## TASK TO COMPLETE:
Search the material below for the string "project" and list each line that holds it.

## SUPPLIED DATA:
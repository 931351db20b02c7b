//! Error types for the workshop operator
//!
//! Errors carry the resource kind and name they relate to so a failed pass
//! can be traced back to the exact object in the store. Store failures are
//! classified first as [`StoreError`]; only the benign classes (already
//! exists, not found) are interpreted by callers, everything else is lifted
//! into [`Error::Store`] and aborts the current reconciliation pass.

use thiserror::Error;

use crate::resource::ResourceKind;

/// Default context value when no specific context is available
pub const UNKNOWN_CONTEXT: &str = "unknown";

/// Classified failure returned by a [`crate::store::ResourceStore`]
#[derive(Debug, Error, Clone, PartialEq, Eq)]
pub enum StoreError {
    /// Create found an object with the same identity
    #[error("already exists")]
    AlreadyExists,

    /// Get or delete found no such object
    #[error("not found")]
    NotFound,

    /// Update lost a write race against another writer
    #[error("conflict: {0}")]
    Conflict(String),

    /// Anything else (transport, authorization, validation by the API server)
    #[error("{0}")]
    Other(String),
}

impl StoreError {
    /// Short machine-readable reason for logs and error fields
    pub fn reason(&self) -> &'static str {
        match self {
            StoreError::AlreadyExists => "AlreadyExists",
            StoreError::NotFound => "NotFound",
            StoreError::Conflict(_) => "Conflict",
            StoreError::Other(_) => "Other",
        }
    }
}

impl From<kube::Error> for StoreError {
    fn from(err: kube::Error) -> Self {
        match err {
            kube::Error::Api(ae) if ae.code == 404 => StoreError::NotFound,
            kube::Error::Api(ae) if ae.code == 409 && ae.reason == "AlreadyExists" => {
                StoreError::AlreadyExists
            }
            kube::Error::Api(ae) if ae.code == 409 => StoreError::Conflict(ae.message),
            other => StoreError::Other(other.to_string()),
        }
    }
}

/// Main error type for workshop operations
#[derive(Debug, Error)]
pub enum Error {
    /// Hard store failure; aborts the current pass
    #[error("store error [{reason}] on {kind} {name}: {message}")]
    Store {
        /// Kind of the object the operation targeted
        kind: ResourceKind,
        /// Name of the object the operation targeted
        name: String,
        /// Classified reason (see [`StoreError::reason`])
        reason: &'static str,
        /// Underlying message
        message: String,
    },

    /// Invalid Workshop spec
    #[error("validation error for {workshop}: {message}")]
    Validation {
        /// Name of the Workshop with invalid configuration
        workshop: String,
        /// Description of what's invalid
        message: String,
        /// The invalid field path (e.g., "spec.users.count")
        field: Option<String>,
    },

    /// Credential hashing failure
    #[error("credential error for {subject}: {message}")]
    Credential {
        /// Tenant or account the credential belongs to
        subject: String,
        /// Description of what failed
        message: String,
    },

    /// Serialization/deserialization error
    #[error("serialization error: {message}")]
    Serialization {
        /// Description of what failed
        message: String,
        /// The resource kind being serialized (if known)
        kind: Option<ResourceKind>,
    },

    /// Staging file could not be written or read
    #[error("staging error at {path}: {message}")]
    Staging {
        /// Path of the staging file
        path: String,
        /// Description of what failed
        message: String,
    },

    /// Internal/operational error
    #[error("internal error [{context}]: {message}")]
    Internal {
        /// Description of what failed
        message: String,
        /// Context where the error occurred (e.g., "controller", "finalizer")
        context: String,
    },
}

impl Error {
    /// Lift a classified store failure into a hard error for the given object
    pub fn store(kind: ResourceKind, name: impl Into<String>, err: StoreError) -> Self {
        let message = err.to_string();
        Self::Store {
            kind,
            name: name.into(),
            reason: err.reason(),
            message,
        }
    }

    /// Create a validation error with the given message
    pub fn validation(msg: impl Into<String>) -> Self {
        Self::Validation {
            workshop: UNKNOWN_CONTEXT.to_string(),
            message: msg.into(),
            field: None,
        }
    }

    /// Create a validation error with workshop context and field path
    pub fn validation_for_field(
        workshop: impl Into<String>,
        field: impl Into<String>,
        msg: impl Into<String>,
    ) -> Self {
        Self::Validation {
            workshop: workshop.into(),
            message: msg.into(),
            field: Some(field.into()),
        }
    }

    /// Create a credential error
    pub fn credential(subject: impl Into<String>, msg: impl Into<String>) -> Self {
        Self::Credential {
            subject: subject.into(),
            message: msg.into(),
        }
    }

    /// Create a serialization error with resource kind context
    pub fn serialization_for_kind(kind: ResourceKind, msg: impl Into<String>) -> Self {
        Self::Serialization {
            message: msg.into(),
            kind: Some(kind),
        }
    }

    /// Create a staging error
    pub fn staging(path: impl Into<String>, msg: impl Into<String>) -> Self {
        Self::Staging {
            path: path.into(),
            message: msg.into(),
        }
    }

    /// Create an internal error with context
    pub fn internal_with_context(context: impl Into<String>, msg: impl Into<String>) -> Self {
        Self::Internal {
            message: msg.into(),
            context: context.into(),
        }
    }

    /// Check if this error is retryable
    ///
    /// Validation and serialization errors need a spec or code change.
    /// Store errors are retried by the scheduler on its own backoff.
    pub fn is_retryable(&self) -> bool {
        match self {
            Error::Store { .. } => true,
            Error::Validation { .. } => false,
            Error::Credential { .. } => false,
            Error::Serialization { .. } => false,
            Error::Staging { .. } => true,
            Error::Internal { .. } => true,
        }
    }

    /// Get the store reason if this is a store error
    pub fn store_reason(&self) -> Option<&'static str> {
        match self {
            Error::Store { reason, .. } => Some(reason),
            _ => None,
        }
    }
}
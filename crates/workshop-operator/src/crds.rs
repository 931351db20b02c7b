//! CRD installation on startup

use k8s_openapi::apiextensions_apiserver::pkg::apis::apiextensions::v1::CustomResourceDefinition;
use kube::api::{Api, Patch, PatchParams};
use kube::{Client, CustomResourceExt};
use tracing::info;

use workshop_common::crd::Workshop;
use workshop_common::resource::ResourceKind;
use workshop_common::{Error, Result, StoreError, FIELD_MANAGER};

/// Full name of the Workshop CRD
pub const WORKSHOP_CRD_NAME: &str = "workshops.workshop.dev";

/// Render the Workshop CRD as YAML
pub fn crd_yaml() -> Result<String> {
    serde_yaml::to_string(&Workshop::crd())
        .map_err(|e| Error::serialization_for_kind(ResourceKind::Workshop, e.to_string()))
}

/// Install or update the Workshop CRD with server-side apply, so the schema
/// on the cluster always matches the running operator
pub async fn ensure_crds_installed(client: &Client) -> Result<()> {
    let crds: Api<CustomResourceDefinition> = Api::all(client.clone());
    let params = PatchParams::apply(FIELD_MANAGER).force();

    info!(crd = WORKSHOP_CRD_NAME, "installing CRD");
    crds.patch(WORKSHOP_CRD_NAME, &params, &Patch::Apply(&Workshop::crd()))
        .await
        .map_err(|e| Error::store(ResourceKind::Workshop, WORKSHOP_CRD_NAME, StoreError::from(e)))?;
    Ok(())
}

* * *

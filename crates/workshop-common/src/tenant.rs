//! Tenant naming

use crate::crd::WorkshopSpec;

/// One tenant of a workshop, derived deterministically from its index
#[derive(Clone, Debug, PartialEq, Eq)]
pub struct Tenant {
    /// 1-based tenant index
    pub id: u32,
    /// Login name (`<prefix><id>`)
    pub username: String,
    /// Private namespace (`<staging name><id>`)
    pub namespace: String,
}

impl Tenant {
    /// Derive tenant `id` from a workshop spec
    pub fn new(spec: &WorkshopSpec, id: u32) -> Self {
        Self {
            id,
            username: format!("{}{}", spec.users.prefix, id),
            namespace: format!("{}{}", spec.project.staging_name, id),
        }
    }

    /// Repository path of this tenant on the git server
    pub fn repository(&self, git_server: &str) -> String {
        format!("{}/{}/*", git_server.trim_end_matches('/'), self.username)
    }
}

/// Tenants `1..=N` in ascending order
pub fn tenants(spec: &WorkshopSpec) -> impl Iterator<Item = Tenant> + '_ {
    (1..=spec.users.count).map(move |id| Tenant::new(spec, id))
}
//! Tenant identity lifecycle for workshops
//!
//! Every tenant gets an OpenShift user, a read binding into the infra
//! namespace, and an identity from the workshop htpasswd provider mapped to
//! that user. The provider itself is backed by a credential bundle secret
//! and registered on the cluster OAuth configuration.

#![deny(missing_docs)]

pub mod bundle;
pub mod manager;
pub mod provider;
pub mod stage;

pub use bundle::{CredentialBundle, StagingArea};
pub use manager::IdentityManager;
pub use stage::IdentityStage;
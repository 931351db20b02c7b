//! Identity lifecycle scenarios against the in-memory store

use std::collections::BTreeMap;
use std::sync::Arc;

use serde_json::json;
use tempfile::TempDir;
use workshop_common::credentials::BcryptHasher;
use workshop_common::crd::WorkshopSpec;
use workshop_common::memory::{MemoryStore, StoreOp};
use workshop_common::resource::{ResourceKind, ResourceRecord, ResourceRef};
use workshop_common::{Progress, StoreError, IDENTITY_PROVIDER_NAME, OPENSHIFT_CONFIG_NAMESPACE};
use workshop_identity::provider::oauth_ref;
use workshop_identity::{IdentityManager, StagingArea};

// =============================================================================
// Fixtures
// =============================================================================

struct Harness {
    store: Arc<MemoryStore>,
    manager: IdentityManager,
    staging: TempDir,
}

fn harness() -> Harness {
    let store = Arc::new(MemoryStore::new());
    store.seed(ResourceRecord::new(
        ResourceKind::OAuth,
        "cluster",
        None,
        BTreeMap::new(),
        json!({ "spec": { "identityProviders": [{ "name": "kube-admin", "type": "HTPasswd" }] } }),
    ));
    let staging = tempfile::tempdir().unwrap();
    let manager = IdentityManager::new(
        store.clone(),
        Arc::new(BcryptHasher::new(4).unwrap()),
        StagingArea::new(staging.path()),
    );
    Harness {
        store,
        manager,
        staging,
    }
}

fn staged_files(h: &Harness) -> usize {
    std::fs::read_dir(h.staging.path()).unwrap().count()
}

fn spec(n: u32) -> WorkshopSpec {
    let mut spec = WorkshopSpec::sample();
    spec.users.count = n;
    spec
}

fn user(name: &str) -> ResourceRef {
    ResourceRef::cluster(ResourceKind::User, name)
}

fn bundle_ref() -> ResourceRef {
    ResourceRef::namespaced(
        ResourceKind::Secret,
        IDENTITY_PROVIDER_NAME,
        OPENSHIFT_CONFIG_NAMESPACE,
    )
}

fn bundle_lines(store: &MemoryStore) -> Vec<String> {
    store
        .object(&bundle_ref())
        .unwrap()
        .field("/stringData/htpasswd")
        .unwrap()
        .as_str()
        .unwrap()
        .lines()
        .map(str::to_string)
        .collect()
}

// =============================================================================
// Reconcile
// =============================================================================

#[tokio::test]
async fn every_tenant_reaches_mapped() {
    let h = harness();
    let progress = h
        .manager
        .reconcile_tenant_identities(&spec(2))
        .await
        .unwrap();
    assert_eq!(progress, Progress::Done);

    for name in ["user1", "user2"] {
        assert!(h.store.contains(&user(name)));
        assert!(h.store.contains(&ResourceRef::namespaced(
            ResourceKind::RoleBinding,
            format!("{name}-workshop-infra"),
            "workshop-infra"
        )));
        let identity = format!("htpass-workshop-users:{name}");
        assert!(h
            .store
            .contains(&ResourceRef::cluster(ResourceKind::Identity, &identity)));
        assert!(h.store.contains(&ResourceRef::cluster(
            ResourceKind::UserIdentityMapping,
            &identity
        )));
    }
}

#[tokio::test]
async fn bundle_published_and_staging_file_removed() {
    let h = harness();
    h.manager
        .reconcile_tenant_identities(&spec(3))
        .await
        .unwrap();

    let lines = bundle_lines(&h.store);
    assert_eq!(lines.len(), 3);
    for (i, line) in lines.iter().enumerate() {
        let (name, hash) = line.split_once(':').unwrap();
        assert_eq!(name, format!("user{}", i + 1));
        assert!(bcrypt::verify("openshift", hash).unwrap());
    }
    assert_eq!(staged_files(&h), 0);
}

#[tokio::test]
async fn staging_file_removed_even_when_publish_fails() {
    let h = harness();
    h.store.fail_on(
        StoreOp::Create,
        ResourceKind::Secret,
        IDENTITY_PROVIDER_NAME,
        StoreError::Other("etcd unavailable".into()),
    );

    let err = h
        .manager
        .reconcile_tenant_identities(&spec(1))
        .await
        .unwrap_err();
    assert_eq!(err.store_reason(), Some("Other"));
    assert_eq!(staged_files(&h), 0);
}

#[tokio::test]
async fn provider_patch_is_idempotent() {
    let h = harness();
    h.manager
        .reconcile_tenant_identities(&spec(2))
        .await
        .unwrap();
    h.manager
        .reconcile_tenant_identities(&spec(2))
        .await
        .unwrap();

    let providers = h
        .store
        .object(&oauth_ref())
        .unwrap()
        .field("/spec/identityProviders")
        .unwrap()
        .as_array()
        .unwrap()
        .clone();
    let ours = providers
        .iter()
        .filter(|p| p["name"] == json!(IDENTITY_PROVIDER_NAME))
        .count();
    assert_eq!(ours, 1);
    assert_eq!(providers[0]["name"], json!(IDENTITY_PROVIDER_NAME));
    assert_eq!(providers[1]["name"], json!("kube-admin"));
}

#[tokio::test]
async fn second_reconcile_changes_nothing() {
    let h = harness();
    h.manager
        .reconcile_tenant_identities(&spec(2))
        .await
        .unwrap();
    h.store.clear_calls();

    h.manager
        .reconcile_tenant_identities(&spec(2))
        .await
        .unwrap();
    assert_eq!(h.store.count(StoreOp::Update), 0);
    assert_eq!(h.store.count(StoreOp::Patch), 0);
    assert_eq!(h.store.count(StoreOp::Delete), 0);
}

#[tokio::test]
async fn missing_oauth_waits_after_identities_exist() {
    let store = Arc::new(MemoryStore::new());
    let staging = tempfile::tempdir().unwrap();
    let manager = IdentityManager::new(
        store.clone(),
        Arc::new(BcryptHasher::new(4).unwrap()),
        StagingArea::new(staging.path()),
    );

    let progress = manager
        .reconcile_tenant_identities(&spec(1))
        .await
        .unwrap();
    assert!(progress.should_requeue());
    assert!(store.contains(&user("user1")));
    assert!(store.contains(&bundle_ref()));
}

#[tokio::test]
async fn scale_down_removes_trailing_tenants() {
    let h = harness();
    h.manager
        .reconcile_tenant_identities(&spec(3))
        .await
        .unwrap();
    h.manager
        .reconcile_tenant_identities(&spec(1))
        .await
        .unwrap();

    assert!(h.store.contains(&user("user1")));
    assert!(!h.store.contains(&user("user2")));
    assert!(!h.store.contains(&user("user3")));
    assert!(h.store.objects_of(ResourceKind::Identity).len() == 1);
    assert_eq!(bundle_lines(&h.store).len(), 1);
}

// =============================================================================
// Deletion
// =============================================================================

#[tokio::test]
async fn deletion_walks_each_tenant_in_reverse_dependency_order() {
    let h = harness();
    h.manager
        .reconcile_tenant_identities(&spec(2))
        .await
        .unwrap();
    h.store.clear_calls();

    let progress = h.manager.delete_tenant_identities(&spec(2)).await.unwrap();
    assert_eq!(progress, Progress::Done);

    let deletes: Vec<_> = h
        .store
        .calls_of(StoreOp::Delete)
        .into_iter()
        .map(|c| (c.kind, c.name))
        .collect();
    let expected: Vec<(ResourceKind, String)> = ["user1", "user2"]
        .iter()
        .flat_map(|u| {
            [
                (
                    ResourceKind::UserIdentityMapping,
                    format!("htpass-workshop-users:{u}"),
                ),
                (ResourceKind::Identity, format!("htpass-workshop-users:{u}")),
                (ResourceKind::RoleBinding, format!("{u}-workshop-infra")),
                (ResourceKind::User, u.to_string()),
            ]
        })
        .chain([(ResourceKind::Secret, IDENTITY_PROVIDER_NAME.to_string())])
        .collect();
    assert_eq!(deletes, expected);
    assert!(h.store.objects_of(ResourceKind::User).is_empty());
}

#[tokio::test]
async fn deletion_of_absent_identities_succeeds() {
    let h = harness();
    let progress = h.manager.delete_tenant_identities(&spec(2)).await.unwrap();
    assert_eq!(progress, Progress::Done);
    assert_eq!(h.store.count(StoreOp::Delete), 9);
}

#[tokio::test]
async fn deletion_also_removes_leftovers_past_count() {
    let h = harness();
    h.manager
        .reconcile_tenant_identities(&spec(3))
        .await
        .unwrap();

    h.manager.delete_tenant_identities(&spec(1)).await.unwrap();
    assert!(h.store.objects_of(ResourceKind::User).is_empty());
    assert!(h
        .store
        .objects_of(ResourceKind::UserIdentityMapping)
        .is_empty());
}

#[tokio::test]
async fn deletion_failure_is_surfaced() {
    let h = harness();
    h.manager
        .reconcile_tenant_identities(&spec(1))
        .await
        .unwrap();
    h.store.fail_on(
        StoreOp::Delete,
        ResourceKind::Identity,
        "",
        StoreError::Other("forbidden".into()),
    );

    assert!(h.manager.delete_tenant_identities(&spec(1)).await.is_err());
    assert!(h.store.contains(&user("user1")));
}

* * *

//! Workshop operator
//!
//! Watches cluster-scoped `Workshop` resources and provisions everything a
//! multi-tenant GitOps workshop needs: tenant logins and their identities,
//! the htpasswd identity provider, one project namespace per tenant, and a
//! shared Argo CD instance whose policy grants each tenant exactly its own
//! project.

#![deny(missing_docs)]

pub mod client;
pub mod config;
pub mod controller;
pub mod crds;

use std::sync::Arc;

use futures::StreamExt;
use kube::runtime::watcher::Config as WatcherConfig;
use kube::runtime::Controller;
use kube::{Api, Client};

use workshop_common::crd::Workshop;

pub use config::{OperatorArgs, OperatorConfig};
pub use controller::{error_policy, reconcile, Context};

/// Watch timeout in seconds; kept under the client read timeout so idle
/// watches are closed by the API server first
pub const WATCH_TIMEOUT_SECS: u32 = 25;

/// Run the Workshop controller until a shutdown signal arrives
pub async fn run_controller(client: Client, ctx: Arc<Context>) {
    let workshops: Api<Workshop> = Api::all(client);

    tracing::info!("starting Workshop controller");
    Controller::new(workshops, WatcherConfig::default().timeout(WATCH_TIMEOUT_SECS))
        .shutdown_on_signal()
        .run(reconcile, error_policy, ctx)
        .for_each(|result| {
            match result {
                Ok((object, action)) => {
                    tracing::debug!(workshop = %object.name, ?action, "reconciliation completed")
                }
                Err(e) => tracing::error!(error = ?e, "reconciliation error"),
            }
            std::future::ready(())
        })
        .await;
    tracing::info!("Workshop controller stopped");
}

## THE ANSWER:
            namespace: format!("{}{}", spec.project.staging_name, id),
//! the htpasswd identity provider, one project namespace per tenant, and a
//! project.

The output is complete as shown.